In my review of The Caine Mutiny, I mentioned that the happy-go-lucky protagonist, Willie, eventually becomes a captain, and apparently a good one, too:

Even at anchor, on an idle, forgotten old ship, Willie experienced the strange sensations of the first days of a new captain: a shrinking of his personal identity, and a stretching out of his nerve ends to all the spaces and machinery of his ship.  He developed the apprehensive listening ears of a young mother; the ears listened in on his sleep; he never quite slept, not the way he had before.  He had the sense of having been reduced from an individual to a sort of brain of a composite animal, the crew and ship combined.

Achieving this sort of “feel” for an organization is of course far simpler when the organization consists of a fairly small number of people, like the crew of a destroyer-minesweeper or a very-early-stage startup.  But it is challenging even in these circumstances, and many leaders of modest-sized organizations never really accomplish “a stretching out of their nerve ends” to all aspects of the organization.  When the organization is very large and complex–too many people to ever meet personally, many geographical locations, a range of activities beyond the detailed comprehension of any one human mind–achieving a true sense of what is going on is much harder–it is to a substantial extent a matter of creating effective organization structures, choosing the right subordinate leaders, and establishing measurement and incentive systems which tend toward encouraging useful behavior rather than useless or damaging behavior…in addition to personal attributes such as curiosity, realistic sense of life, and ability to learn and to listen.
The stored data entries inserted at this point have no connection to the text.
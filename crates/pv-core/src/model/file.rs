//! JSON and YAML model files.

use std::path::Path;

use schemars::JsonSchema;
use serde::{Deserialize, Serialize};

use super::{DenseModel, ModelError, Result, ValueType};

/// On-disk model description.
///
/// Matrices are indexed `transitions[a][s][s']`, `observation_probs[a][s'][z]`
/// and `rewards[a][s]`.
#[derive(Debug, Clone, PartialEq, Serialize, Deserialize, JsonSchema)]
#[serde(deny_unknown_fields)]
pub struct ModelSpec {
    pub discount: f64,
    #[serde(default)]
    pub values: ValueType,
    pub states: usize,
    pub actions: usize,
    pub observations: usize,
    pub transitions: Vec<Vec<Vec<f64>>>,
    pub observation_probs: Vec<Vec<Vec<f64>>>,
    pub rewards: Vec<Vec<f64>>,
    /// Optional initial belief.
    #[serde(default, skip_serializing_if = "Option::is_none")]
    pub start: Option<Vec<f64>>,
}

impl ModelSpec {
    /// Parse model text as JSON for `.json` paths and YAML otherwise.
    pub fn parse(content: &str, path: &Path) -> Result<Self> {
        let is_json = path
            .extension()
            .and_then(|e| e.to_str())
            .is_some_and(|e| e.eq_ignore_ascii_case("json"));
        let parsed = if is_json {
            serde_json::from_str(content).map_err(|e| e.to_string())
        } else {
            serde_yaml::from_str(content).map_err(|e| e.to_string())
        };
        parsed.map_err(|message| ModelError::Parse {
            path: path.display().to_string(),
            message,
        })
    }
}

/// Load a model file, returning the model and the raw text for hashing.
pub fn load_model(path: &Path, require_non_negative: bool) -> Result<(DenseModel, String)> {
    let content = std::fs::read_to_string(path).map_err(|source| ModelError::Io {
        path: path.display().to_string(),
        source,
    })?;
    let spec = ModelSpec::parse(&content, path)?;
    let model = DenseModel::from_spec(&spec, require_non_negative).map_err(|e| match e {
        ModelError::Parse { message, .. } => ModelError::Parse {
            path: path.display().to_string(),
            message,
        },
        other => other,
    })?;
    Ok((model, content))
}
//! Per-(action, observation) projections of the previous value function.

use pv_config::PurgeOption;

use crate::alpha::{AlphaList, AlphaNode, Provenance};
use crate::model::{ObservationSupport, PomdpModel};
use crate::prune::{Pruner, Result as PruneResult};

/// Projection sets indexed by `[action][observation]`.
#[derive(Debug, Clone)]
pub struct ProjectionTable {
    cells: Vec<Vec<AlphaList>>,
}

impl ProjectionTable {
    /// Project every vector of `prev` through each action and observation.
    ///
    /// For a possible observation z the projection of v is
    /// `γ Σ_{s'} P(s'|s,a) O(z|s',a) v[s'] + R(a,s)/|Z|`. An impossible
    /// observation gets the single vector `R(a,·)/|Z|` with no source.
    pub fn build(model: &dyn PomdpModel, support: &ObservationSupport, prev: &AlphaList) -> Self {
        let n = model.num_states();
        let num_obs = model.num_observations();
        let gamma = model.discount();
        let share = 1.0 / num_obs as f64;

        let mut cells = Vec::with_capacity(model.num_actions());
        for a in 0..model.num_actions() {
            let immediate: Vec<f64> = (0..n).map(|s| model.reward(a, s) * share).collect();
            let mut row = Vec::with_capacity(num_obs);
            for z in 0..num_obs {
                let mut projection = AlphaList::with_header(Some(a), Some(z));
                if !support.is_possible(a, z) {
                    projection.append_node(AlphaNode::new(immediate.clone(), a).with_provenance(
                        Provenance::Projection {
                            obs: z,
                            prev_source: None,
                        },
                    ));
                    row.push(projection);
                    continue;
                }
                for (handle, v) in prev.handles() {
                    let alpha: Vec<f64> = (0..n)
                        .map(|s| {
                            let future: f64 = model
                                .transitions(a, s)
                                .iter()
                                .map(|&(next, p)| p * model.observation(a, next, z) * v.alpha[next])
                                .sum();
                            gamma * future + immediate[s]
                        })
                        .collect();
                    projection.append_node(AlphaNode::new(alpha, v.action).with_provenance(
                        Provenance::Projection {
                            obs: z,
                            prev_source: Some(handle),
                        },
                    ));
                }
                row.push(projection);
            }
            cells.push(row);
        }
        ProjectionTable { cells }
    }

    pub fn num_actions(&self) -> usize {
        self.cells.len()
    }

    pub fn get(&self, action: usize, obs: usize) -> Option<&AlphaList> {
        self.cells.get(action).and_then(|row| row.get(obs))
    }

    /// All projection sets of one action, indexed by observation.
    pub fn for_action(&self, action: usize) -> &[AlphaList] {
        self.cells.get(action).map(Vec::as_slice).unwrap_or(&[])
    }

    /// Total vectors across every cell.
    pub fn total_vectors(&self) -> usize {
        self.cells.iter().flatten().map(AlphaList::len).sum()
    }

    /// Purge every projection set holding more than one vector.
    pub fn purge(&mut self, pruner: &mut Pruner, option: PurgeOption) -> PruneResult<usize> {
        let mut removed = 0;
        for projection in self.cells.iter_mut().flatten() {
            if projection.len() > 1 {
                removed += pruner.purge(projection, option)?;
            }
        }
        Ok(removed)
    }
}

#[cfg(test)]
mod tests {
    use super::*;
    use crate::model::DenseModel;
    use crate::test_utils::{pruner, stay_model, stay_spec};

    #[test]
    fn test_projection_values() {
        let model = stay_model();
        let support = ObservationSupport::compute(&model, 1e-9).unwrap();
        let mut prev = AlphaList::new();
        prev.append(vec![1.0, 0.0], 0);
        prev.append(vec![0.0, 1.0], 1);
        let table = ProjectionTable::build(&model, &support, &prev);

        let p = table.get(0, 0).unwrap();
        assert_eq!(p.action, Some(0));
        assert_eq!(p.observation, Some(0));
        assert_eq!(p.len(), 2);
        // v=[1,0], a=0, z=0: s=0 -> 0.9*1*1*1 + 0.5 ; s=1 -> 0 + 0
        let first = p.node(0).unwrap();
        assert!((first.alpha[0] - 1.4).abs() < 1e-12);
        assert!(first.alpha[1].abs() < 1e-12);
        assert_eq!(first.action, 0);
        match first.provenance {
            Provenance::Projection { obs, prev_source } => {
                assert_eq!(obs, 0);
                let source = prev.get(prev_source.unwrap()).unwrap();
                assert_eq!(source.alpha, vec![1.0, 0.0]);
            }
            _ => panic!("expected projection provenance"),
        }
        assert_eq!(p.node(1).unwrap().action, 1);
        assert_eq!(table.total_vectors(), 8);
        assert_eq!(table.for_action(1).len(), 2);
        assert!(table.for_action(5).is_empty());
    }

    #[test]
    fn test_impossible_observation_gets_reward_share() {
        let mut spec = stay_spec();
        // Action 1 always emits observation 0
        spec.observation_probs[1] = vec![vec![1.0, 0.0], vec![1.0, 0.0]];
        let model = DenseModel::from_spec(&spec, false).unwrap();
        let support = ObservationSupport::compute(&model, 1e-9).unwrap();
        assert!(!support.is_possible(1, 1));

        let prev = AlphaList::zero(2, 0);
        let table = ProjectionTable::build(&model, &support, &prev);
        let p = table.get(1, 1).unwrap();
        assert_eq!(p.len(), 1);
        let node = p.node(0).unwrap();
        assert_eq!(node.alpha, vec![0.0, 0.5]);
        assert_eq!(node.action, 1);
        assert_eq!(
            node.provenance,
            Provenance::Projection {
                obs: 1,
                prev_source: None
            }
        );
    }

    #[test]
    fn test_purge_skips_singletons() {
        let model = stay_model();
        let support = ObservationSupport::compute(&model, 1e-9).unwrap();
        let prev = AlphaList::zero(2, 0);
        let mut table = ProjectionTable::build(&model, &support, &prev);
        let mut p = pruner();
        assert_eq!(table.purge(&mut p, PurgeOption::Prune).unwrap(), 0);
        assert_eq!(p.stats.purges, 0);
    }
}
//! POMDP value iteration common types and errors.
//!
//! This crate provides foundational types shared across the solver crates:
//! - The unified error type with stable codes
//! - Output format specifications

pub mod error;
pub mod output;

pub use error::{format_error_human, Error, ErrorCategory, Result, StructuredError, SuggestedAction};
pub use output::OutputFormat;
//! Slice-level helpers for alpha vectors.

use std::cmp::Ordering;

use pv_math::{equal, lex_compare};

/// True when every component of `candidate` is strictly below `other`.
///
/// No tolerance is applied, so equal vectors never dominate each other.
pub fn is_dominated(candidate: &[f64], other: &[f64]) -> bool {
    candidate.len() == other.len()
        && !candidate.is_empty()
        && candidate.iter().zip(other).all(|(c, o)| c < o)
}

/// Lexicographic preference used to break value ties.
pub fn is_lexicographically_better(a: &[f64], b: &[f64], epsilon: f64) -> bool {
    lex_compare(a, b, epsilon) == Ordering::Greater
}

/// Every component within `epsilon` of zero.
pub fn is_zero(alpha: &[f64], epsilon: f64) -> bool {
    alpha.iter().all(|&x| equal(x, 0.0, epsilon))
}

/// Standard basis vector e_i.
pub fn unit(n: usize, i: usize) -> Vec<f64> {
    let mut v = vec![0.0; n];
    if let Some(x) = v.get_mut(i) {
        *x = 1.0;
    }
    v
}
Whether the organization be large or small, the leader is far more likely to achieve the kind of depth understanding that Wouk describes if he has a strong sense of personal responsibility and interest in the organization, its people, and its mission.  I’m reminded of some thoughts expressed by General William Slim, who commanded British and allied forces in Burma during WWII, following his defeat by the Japanese:

The only test of generalship is success, and I had succeeded in nothing that I had attempted…Defeat is bitter. Bitter to the common soldier, but trebly bitter to his general. The soldier may comfort himself with the thought that, whatever the result, he has done his duty faithfully and steadfastly, but the commander has failed in  his  duty if he has not won victory–for that  is  his duty. He has no other comparable to it. He will go over in his mind the events of the campaign. ‘Here,’ he will think, ‘I went wrong; here I took counsel of my fears when I should have been bold; there I should have waited to gather strength, not struck piecemeal; at such a moment I failed to grasp opportunity when it was presented to me.’ He will remember the soldiers whom he sent into the attack that failed and who did not come back. he will recall the look in the eyes of men who trusted him. ‘I have failed them,’ he will say to himself, ‘and failed my country!’ He will see himself for what he is–a defeated general. In a dark hour he will turn on himself and question the very foundations of his leadership and his manhood.  

And then he must stop! For, if he is ever to command in battle again, he must shake off these regrets and stamp on them, as they claw at his will and his self-confidence. He must beat off these atacks he delivers against himself, and cast out the doubts born of failure. Forget them, and remember only the lessons to be learnt from defeat–they are more than from victory.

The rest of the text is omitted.